The poet Elizabeth Bradfield reached out to Riff Pub way back in May. It was wonderful to have her voice featured in the cast of readers for a previous Intonation feature. We are particularly excited to bring you her voice reading an original poem. It’s a real stunner.
Bradfield was kind enough to answer a few of our questions regarding the poem/song relationship. Her insights are sharp and her tone warm. We’d play clarinet with her any day.
“The reason that I wanted to read this poem is that sometimes for me poems begin with a line, and usually the line is there because it has some kind of musical reverberation. And that line I am lonely for the bear just kept running through my head. This kind of origin of a poem used to happen a lot more frequently for me, and less so now, but this is one of the more recent poems where it began that way. And then the job of the poem is to figure out what that means. Why is that loneliness so important? What’s in that song? Part of it is the word lonely and what a long and mournful word it is in and of itself.
“What’s the primary difference between a song and a poem? Well, musicality, an attention to the sound of something. In a poem, it’s an attention to the way the words create a rhythmic pattern and the way that hard and soft sounds bounce off each other, for me, the way the line break works against and with the sense of the sentence. But you don’t have a drum set, you don’t have harmony, at least tonally, and so that’s how they’re different than a song. You have to do it all right there with a poem. I guess it’s more like a solo of an instrument like a trumpet or a woodwind, where you can’t create two notes at once. All the music has to be in that simple utterance, just that one voice coming through.

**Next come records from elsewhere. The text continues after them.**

use smartc_core::config::MeshConfig;
use smartc_core::{ConnectionId, SessionId};
use smartc_mesh::{AdaptiveMesh, PeerCapabilities, RoutingStrategy};
use std::sync::Arc;

fn populate(mesh: &AdaptiveMesh, session: &str, count: usize, relay_capable: usize) -> Vec<ConnectionId> {
    (0..count)
        .map(|i| {
            let id = ConnectionId::from(format!("{session}-{i:03}"));
            let caps = PeerCapabilities {
                can_relay: i < relay_capable,
                ..Default::default()
            };
            mesh.add_peer(id.clone(), session.into(), caps);
            id
        })
        .collect()
}

#[test]
fn test_twenty_peers_stay_full_mesh() {
    let mesh = AdaptiveMesh::new(MeshConfig::default());
    populate(&mesh, "room", 20, 20);

    let stats = mesh.topology_stats(&"room".into()).unwrap();
    assert_eq!(stats.strategy, RoutingStrategy::FullMesh);
    assert_eq!(stats.relay_nodes, 0);
}

#[test]
fn test_twenty_one_peers_become_hybrid_with_two_relays() {
    let mesh = AdaptiveMesh::new(MeshConfig::default());
    populate(&mesh, "room", 21, 21);

    let stats = mesh.topology_stats(&"room".into()).unwrap();
    assert_eq!(stats.strategy, RoutingStrategy::Hybrid);
    assert_eq!(stats.relay_nodes, 2);
}

#[test]
fn test_hybrid_relays_limited_to_opted_in_peers() {
    let mesh = AdaptiveMesh::new(MeshConfig::default());
    populate(&mesh, "room", 21, 1);

    assert_eq!(mesh.relay_nodes(&"room".into()), vec![ConnectionId::from("room-000")]);
}

#[test]
fn test_fifty_one_peers_become_relay_based_with_six_relays() {
    let mesh = AdaptiveMesh::new(MeshConfig::default());
    populate(&mesh, "room", 51, 8);

    let stats = mesh.topology_stats(&"room".into()).unwrap();
    assert_eq!(stats.strategy, RoutingStrategy::RelayBased);
    assert_eq!(stats.relay_nodes, 6);
}

#[test]
fn test_shrinking_back_clears_relays() {
    let mesh = AdaptiveMesh::new(MeshConfig::default());
    let peers = populate(&mesh, "room", 21, 21);
    assert_eq!(mesh.relay_nodes(&"room".into()).len(), 2);

    let removal = mesh.remove_peer(&peers[20]).unwrap();
    assert!(removal.relay_nodes.is_empty());
    assert_eq!(mesh.strategy(&"room".into()), Some(RoutingStrategy::FullMesh));
}

#[test]
fn test_withdrawn_relay_is_never_reelected() {
    let mesh = AdaptiveMesh::new(MeshConfig::default());
    let peers = populate(&mesh, "room", 51, 10);

    // make the first peer the best candidate by far
    let best = peers[0].clone();
    mesh.add_peer(
        best.clone(),
        "room".into(),
        PeerCapabilities {
            can_relay: true,
            bandwidth_mbps: 1000.0,
            cpu_score: 8.0,
            has_stable_connection: true,
        },
    );
    assert_eq!(mesh.relay_nodes(&"room".into())[0], best);

    let relays = mesh.set_relay_capability(&best, false).unwrap();
    assert!(!relays.contains(&best));
    assert_eq!(relays.len(), 6);

    let relays = mesh.recalculate_topology(&"room".into()).unwrap();
    assert!(!relays.contains(&best));
}

#[test]
fn test_removing_relay_triggers_reelection() {
    let mesh = AdaptiveMesh::new(MeshConfig::default());
    populate(&mesh, "room", 51, 10);
    let relays = mesh.relay_nodes(&"room".into());

    let removal = mesh.remove_peer(&relays[0]).unwrap();
    assert!(removal.was_relay);
    assert!(!removal.relay_nodes.contains(&relays[0]));
    // 50 peers: hybrid, ceil(2.5) = 3
    assert_eq!(removal.relay_nodes.len(), 3);
}

#[test]
fn test_routing_path_respects_strategy_limits() {
    let mesh = AdaptiveMesh::new(MeshConfig::default());
    let peers = populate(&mesh, "room", 60, 10);
    let source = &peers[30];

    let path = mesh.routing_path(source).unwrap();
    assert_eq!(path.strategy, RoutingStrategy::RelayBased);
    assert_eq!(path.direct_peers.len(), 2);
    assert_eq!(path.relay_nodes.len(), 3);
    assert!(!path.direct_peers.contains(source));

    let hybrid = AdaptiveMesh::new(MeshConfig::default());
    let peers = populate(&hybrid, "room", 30, 5);
    let path = hybrid.routing_path(&peers[29]).unwrap();
    assert_eq!(path.strategy, RoutingStrategy::Hybrid);
    assert_eq!(path.direct_peers.len(), 4);
    assert_eq!(path.relay_nodes.len(), 2);
}

#[test]
fn test_sessions_are_independent() {
    let mesh = AdaptiveMesh::new(MeshConfig::default());
    populate(&mesh, "big", 25, 25);
    populate(&mesh, "small", 3, 3);

    assert_eq!(mesh.strategy(&"big".into()), Some(RoutingStrategy::Hybrid));
    assert_eq!(mesh.strategy(&"small".into()), Some(RoutingStrategy::FullMesh));
    assert!(mesh.relay_nodes(&"small".into()).is_empty());
    assert_eq!(mesh.session_count(), 2);
}

#[test]
fn test_concurrent_churn_keeps_relays_within_membership() {
    let mesh = Arc::new(AdaptiveMesh::new(MeshConfig::default()));
    let session = SessionId::from("churn");

    std::thread::scope(|scope| {
        for worker in 0..4 {
            let mesh = Arc::clone(&mesh);
            let session = session.clone();
            scope.spawn(move || {
                for round in 0..50 {
                    let id = ConnectionId::from(format!("w{worker}-{round}"));
                    mesh.add_peer(id.clone(), session.clone(), PeerCapabilities::relay_capable());
                    if round % 3 == 0 {
                        mesh.remove_peer(&id);
                    }
                }
            });
        }
    });

    let stats = mesh.topology_stats(&session).unwrap();
    let relays = mesh.relay_nodes(&session);
    assert_eq!(stats.total_nodes, mesh.peer_count());
    for relay in &relays {
        assert_eq!(mesh.session_of(relay), Some(session.clone()));
    }
    // 4 workers x 33 survivors
    assert_eq!(stats.total_nodes, 132);
    assert_eq!(stats.strategy, RoutingStrategy::RelayBased);
    assert_eq!(relays.len(), 14);
}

You have to do it all right there with a poem. I guess it’s more like a solo of an instrument like a trumpet or a woodwind, where you can’t create two notes at once.

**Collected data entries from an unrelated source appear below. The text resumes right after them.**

//! Differential video codec.
//!
//! Frames are RGBA buffers split into square blocks. Keyframes carry every
//! block quantized and run-length coded; delta frames carry only blocks whose
//! mean RGB difference from the previous frame exceeds the quality threshold.
//!
//! Wire layout:
//!
//! ```text
//! keyframe: 0xFF | quality tag | rle(block 0) | rle(block 1) | ...
//! delta:    0x00 | count (u16 le) | { x | y | rle(delta + 128) } * count
//! ```

pub mod block;
pub mod decoder;
pub mod encoder;
pub mod error;
pub mod frame;
pub mod quality;
pub mod rle;

pub use decoder::DifferentialDecoder;
pub use encoder::{DifferentialEncoder, DEFAULT_KEYFRAME_INTERVAL};
pub use error::{CodecError, Result};
pub use frame::{DecodedFrame, EncodedFrame, FrameHeader};
pub use quality::{QualityLevel, QualityParams};
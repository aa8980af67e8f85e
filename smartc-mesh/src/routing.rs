use serde::{Deserialize, Serialize};
use smartc_core::config::MeshConfig;
use smartc_core::{ConnectionId, SessionId};
use std::fmt;

#[derive(Debug, Clone, Copy, Default, PartialEq, Eq, Hash, Serialize, Deserialize)]
#[serde(rename_all = "snake_case")]
pub enum RoutingStrategy {
    /// Every peer connects directly to every other peer
    #[default]
    FullMesh,
    /// A few nearest direct links plus a handful of relays
    Hybrid,
    /// Mostly through elected relays
    RelayBased,
}

impl RoutingStrategy {
    /// Strategy for a session of `node_count` peers
    #[must_use]
    pub const fn for_size(node_count: usize, config: &MeshConfig) -> Self {
        if node_count <= config.full_mesh_limit {
            Self::FullMesh
        } else if node_count <= config.relay_threshold {
            Self::Hybrid
        } else {
            Self::RelayBased
        }
    }

    /// Number of relays to elect before capping by eligible candidates
    #[must_use]
    pub fn relay_target(self, node_count: usize, config: &MeshConfig) -> usize {
        match self {
            Self::FullMesh => 0,
            Self::Hybrid => ceil_ratio(node_count, config.hybrid_relay_ratio),
            Self::RelayBased => ceil_ratio(node_count, config.relay_ratio).max(config.min_relays),
        }
    }

    /// Direct peers handed out in a routing path
    #[must_use]
    pub const fn direct_peer_limit(self, config: &MeshConfig) -> usize {
        match self {
            Self::FullMesh => config.max_direct_peers,
            Self::Hybrid => config.max_direct_peers / 2,
            Self::RelayBased => config.relay_based_direct_peers,
        }
    }

    #[must_use]
    pub const fn relay_limit(self, config: &MeshConfig) -> usize {
        match self {
            Self::FullMesh => 0,
            Self::Hybrid | Self::RelayBased => config.max_routed_relays,
        }
    }

    #[must_use]
    pub const fn as_str(self) -> &'static str {
        match self {
            Self::FullMesh => "full_mesh",
            Self::Hybrid => "hybrid",
            Self::RelayBased => "relay_based",
        }
    }
}

impl fmt::Display for RoutingStrategy {
    fn fmt(&self, f: &mut fmt::Formatter<'_>) -> fmt::Result {
        f.write_str(self.as_str())
    }
}

/// `ceil(count * ratio)`, tolerant of binary rounding in the ratio
fn ceil_ratio(count: usize, ratio: f64) -> usize {
    let scaled = count as f64 * ratio;
    (scaled - 1e-9).ceil().max(0.0) as usize
}

/// Where a peer should send its traffic
#[derive(Debug, Clone, Default, PartialEq, Eq, Serialize, Deserialize)]
pub struct RoutingPath {
    pub strategy: RoutingStrategy,
    /// Nearest peers first
    pub direct_peers: Vec<ConnectionId>,
    pub relay_nodes: Vec<ConnectionId>,
}

impl RoutingPath {
    #[must_use]
    pub fn empty() -> Self {
        Self::default()
    }
}

#[derive(Debug, Clone, PartialEq, Serialize, Deserialize)]
pub struct TopologyStats {
    pub session_id: SessionId,
    pub total_nodes: usize,
    pub relay_nodes: usize,
    /// Mean of per-node average latencies, ignoring nodes with no measurements
    pub average_latency_ms: f64,
    pub strategy: RoutingStrategy,
}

“I love music. I can’t listen to it when I read or when I write, so it doesn’t play as often as it might in the house. Actually, playing clarinet as a kid and through in to college was really important to me. Classical music, and it wasn’t that it was classical, but the experience of playing in a band, in an orchestra, and having all that noise around you and teasing out how all the little parts came in an out of one another and watching the conductor make all of that happen – I loved that experience. And I think part of what I loved was in losing the sense of self. Just being in that sound, or being really attentive to the self within that sound. It was really important to me. I miss it quite a bit. I keep trying to figure out how I can get back to that.

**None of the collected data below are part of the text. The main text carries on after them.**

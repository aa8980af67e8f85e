use config::{Config as ConfigBuilder, ConfigError, Environment, File};
use serde::{Deserialize, Serialize};
use std::path::Path;
use std::time::Duration;

/// Frame bytes reserved for the request envelope around a signal payload:
/// op, request id, ids, username and field headers
pub const ENVELOPE_HEADROOM: usize = 512;

/// Application configuration
#[derive(Debug, Clone, Default, Serialize, Deserialize)]
#[serde(default)]
pub struct Config {
    pub server: ServerConfig,
    pub hub: HubConfig,
    pub mesh: MeshConfig,
    pub codec: CodecConfig,
    pub logging: LoggingConfig,
}

#[derive(Debug, Clone, Serialize, Deserialize)]
#[serde(default)]
pub struct ServerConfig {
    pub host: String,
    pub http_port: u16,
    /// Largest accepted WebSocket frame in bytes. Must leave
    /// [`ENVELOPE_HEADROOM`] above `hub.max_signal_bytes`.
    pub max_message_size: usize,
}

impl Default for ServerConfig {
    fn default() -> Self {
        Self {
            host: "0.0.0.0".to_string(),
            http_port: 5001,
            max_message_size: 2048,
        }
    }
}

/// Connection registry and session directory limits
#[derive(Debug, Clone, Serialize, Deserialize)]
#[serde(default)]
pub struct HubConfig {
    /// Maximum active connections (0 = unlimited)
    pub max_connections: usize,
    /// Maximum concurrent sessions (0 = unlimited)
    pub max_sessions: usize,
    /// Maximum members per session (0 = unlimited)
    pub max_peers_per_session: usize,
    /// Upper bound on free records kept for reuse
    pub pool_capacity: usize,
    /// Largest signal payload accepted by `SendSignal`/`BroadcastSignal`
    pub max_signal_bytes: usize,
    pub sweep_interval_secs: u64,
    pub inactivity_timeout_secs: u64,
    /// Per-connection outbound queue depth
    pub outbound_buffer: usize,
}

impl Default for HubConfig {
    fn default() -> Self {
        Self {
            max_connections: 0,
            max_sessions: 0,
            max_peers_per_session: 0,
            pool_capacity: 10_000,
            max_signal_bytes: 1024,
            sweep_interval_secs: 30,
            inactivity_timeout_secs: 120,
            outbound_buffer: 256,
        }
    }
}

impl HubConfig {
    #[must_use]
    pub const fn sweep_interval(&self) -> Duration {
        Duration::from_secs(self.sweep_interval_secs)
    }

    #[must_use]
    pub const fn inactivity_timeout(&self) -> Duration {
        Duration::from_secs(self.inactivity_timeout_secs)
    }
}

/// Adaptive mesh thresholds
#[derive(Debug, Clone, Serialize, Deserialize)]
#[serde(default)]
pub struct MeshConfig {
    /// Cap on direct peers handed out in a routing path
    pub max_direct_peers: usize,
    /// Direct peers kept alongside relays once a session is relay based
    pub relay_based_direct_peers: usize,
    /// Largest session routed as a full mesh
    pub full_mesh_limit: usize,
    /// Largest session routed as hybrid; broadcast switches to relays at this size
    pub relay_threshold: usize,
    pub hybrid_relay_ratio: f64,
    pub relay_ratio: f64,
    pub min_relays: usize,
    /// Relay nodes returned in a routing path
    pub max_routed_relays: usize,
    pub maintenance_interval_secs: u64,
    pub stale_timeout_secs: u64,
}

impl Default for MeshConfig {
    fn default() -> Self {
        Self {
            max_direct_peers: 8,
            relay_based_direct_peers: 2,
            full_mesh_limit: 20,
            relay_threshold: 50,
            hybrid_relay_ratio: 0.05,
            relay_ratio: 0.10,
            min_relays: 3,
            max_routed_relays: 3,
            maintenance_interval_secs: 60,
            stale_timeout_secs: 300,
        }
    }
}

impl MeshConfig {
    #[must_use]
    pub const fn maintenance_interval(&self) -> Duration {
        Duration::from_secs(self.maintenance_interval_secs)
    }

    #[must_use]
    pub const fn stale_timeout(&self) -> Duration {
        Duration::from_secs(self.stale_timeout_secs)
    }
}

#[derive(Debug, Clone, Serialize, Deserialize)]
#[serde(default)]
pub struct CodecConfig {
    pub keyframe_interval: u32,
    /// `very_low`, `low`, `medium`, `high` or `very_high`
    pub default_quality: String,
}

impl Default for CodecConfig {
    fn default() -> Self {
        Self {
            keyframe_interval: 30,
            default_quality: "medium".to_string(),
        }
    }
}

#[derive(Debug, Clone, Serialize, Deserialize)]
#[serde(default)]
pub struct LoggingConfig {
    pub level: String,
    pub format: String, // "json" or "pretty"
    pub file_path: Option<String>,
}

impl Default for LoggingConfig {
    fn default() -> Self {
        Self {
            level: "info".to_string(),
            format: "pretty".to_string(),
            file_path: None,
        }
    }
}

impl Config {
    /// Load configuration from multiple sources with priority:
    /// 1. Environment variables (highest priority)
    /// 2. Config file (if provided)
    /// 3. Defaults (lowest priority)
    pub fn load(config_file: Option<&str>) -> Result<Self, ConfigError> {
        let mut builder = ConfigBuilder::builder();

        if let Some(path) = config_file {
            if Path::new(path).exists() {
                builder = builder.add_source(File::with_name(path));
            }
        }

        // SMARTC_HUB__MAX_CONNECTIONS, SMARTC_SERVER__HTTP_PORT, ...
        builder = builder.add_source(
            Environment::with_prefix("SMARTC")
                .prefix_separator("_")
                .separator("__")
                .try_parsing(true),
        );

        let config = builder.build()?;
        config.try_deserialize()
    }

    /// Load from environment variables only (for containers)
    pub fn from_env() -> Result<Self, ConfigError> {
        Self::load(None)
    }

    /// Load from file path
    pub fn from_file(path: &str) -> Result<Self, ConfigError> {
        Self::load(Some(path))
    }

    /// HTTP/WebSocket bind address
    #[must_use]
    pub fn http_address(&self) -> String {
        format!("{}:{}", self.server.host, self.server.http_port)
    }

    /// Check for settings the server cannot run with.
    ///
    /// Returns every problem found rather than stopping at the first one.
    pub fn validate(&self) -> Result<(), Vec<String>> {
        let mut errors = Vec::new();

        if self.server.http_port == 0 {
            errors.push("server.http_port must be non-zero".to_string());
        }
        if self.server.max_message_size == 0 {
            errors.push("server.max_message_size must be non-zero".to_string());
        }
        if self.hub.pool_capacity == 0 {
            errors.push("hub.pool_capacity must be non-zero".to_string());
        }
        if self.hub.outbound_buffer == 0 {
            errors.push("hub.outbound_buffer must be non-zero".to_string());
        }
        if self.hub.max_signal_bytes == 0 {
            errors.push("hub.max_signal_bytes must be non-zero".to_string());
        }
        if self.server.max_message_size < self.hub.max_signal_bytes + ENVELOPE_HEADROOM {
            errors.push(format!(
                "server.max_message_size ({}) must be at least hub.max_signal_bytes ({}) + {ENVELOPE_HEADROOM}",
                self.server.max_message_size, self.hub.max_signal_bytes
            ));
        }
        if self.hub.sweep_interval_secs == 0 {
            errors.push("hub.sweep_interval_secs must be non-zero".to_string());
        }
        if self.hub.sweep_interval_secs > self.hub.inactivity_timeout_secs {
            errors.push(format!(
                "hub.sweep_interval_secs ({}) exceeds hub.inactivity_timeout_secs ({})",
                self.hub.sweep_interval_secs, self.hub.inactivity_timeout_secs
            ));
        }
        if self.mesh.maintenance_interval_secs == 0 {
            errors.push("mesh.maintenance_interval_secs must be non-zero".to_string());
        }
        if self.mesh.maintenance_interval_secs > self.mesh.stale_timeout_secs {
            errors.push(format!(
                "mesh.maintenance_interval_secs ({}) exceeds mesh.stale_timeout_secs ({})",
                self.mesh.maintenance_interval_secs, self.mesh.stale_timeout_secs
            ));
        }
        if self.mesh.full_mesh_limit >= self.mesh.relay_threshold {
            errors.push(format!(
                "mesh.full_mesh_limit ({}) must be below mesh.relay_threshold ({})",
                self.mesh.full_mesh_limit, self.mesh.relay_threshold
            ));
        }
        for (name, ratio) in [
            ("mesh.hybrid_relay_ratio", self.mesh.hybrid_relay_ratio),
            ("mesh.relay_ratio", self.mesh.relay_ratio),
        ] {
            if !(ratio > 0.0 && ratio <= 1.0) {
                errors.push(format!("{name} must be in (0, 1], got {ratio}"));
            }
        }
        if self.codec.keyframe_interval == 0 {
            errors.push("codec.keyframe_interval must be non-zero".to_string());
        }
        if !matches!(
            self.codec.default_quality.as_str(),
            "very_low" | "low" | "medium" | "high" | "very_high"
        ) {
            errors.push(format!(
                "codec.default_quality '{}' is not a known quality level",
                self.codec.default_quality
            ));
        }
        if !matches!(self.logging.format.as_str(), "json" | "pretty") {
            errors.push(format!(
                "logging.format '{}' must be 'json' or 'pretty'",
                self.logging.format
            ));
        }

        if errors.is_empty() {
            Ok(())
        } else {
            Err(errors)
        }
    }
}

“Musicians or songwriters more aligned to the world of poetry than most: Im pretty in love with Neko Case. Songwriters like her who really challenge me with their lyrics and bring in, oh, a world of reference, are really exciting to me. Joni Mitchell too, wow! What an amazing poet she is. The list could of course go on, but those are two who immediately come to mind.
“Poems are songs. This is why we listen to them.”
Elizabeth Bradfield is author of the poetry collections Interpretive Work and Approaching Ice. Her third book of poems, Once Removed, is forthcoming in 2015 from Persea. Her work has been published in numerous venues including The New Yorker, The Atlantic, The Believer, and Poetry. She runs Broadsided Press, one of the hippest poetry projects on the internet. Learn more about Bradfield and her myriad endeavors at ebradfield.com.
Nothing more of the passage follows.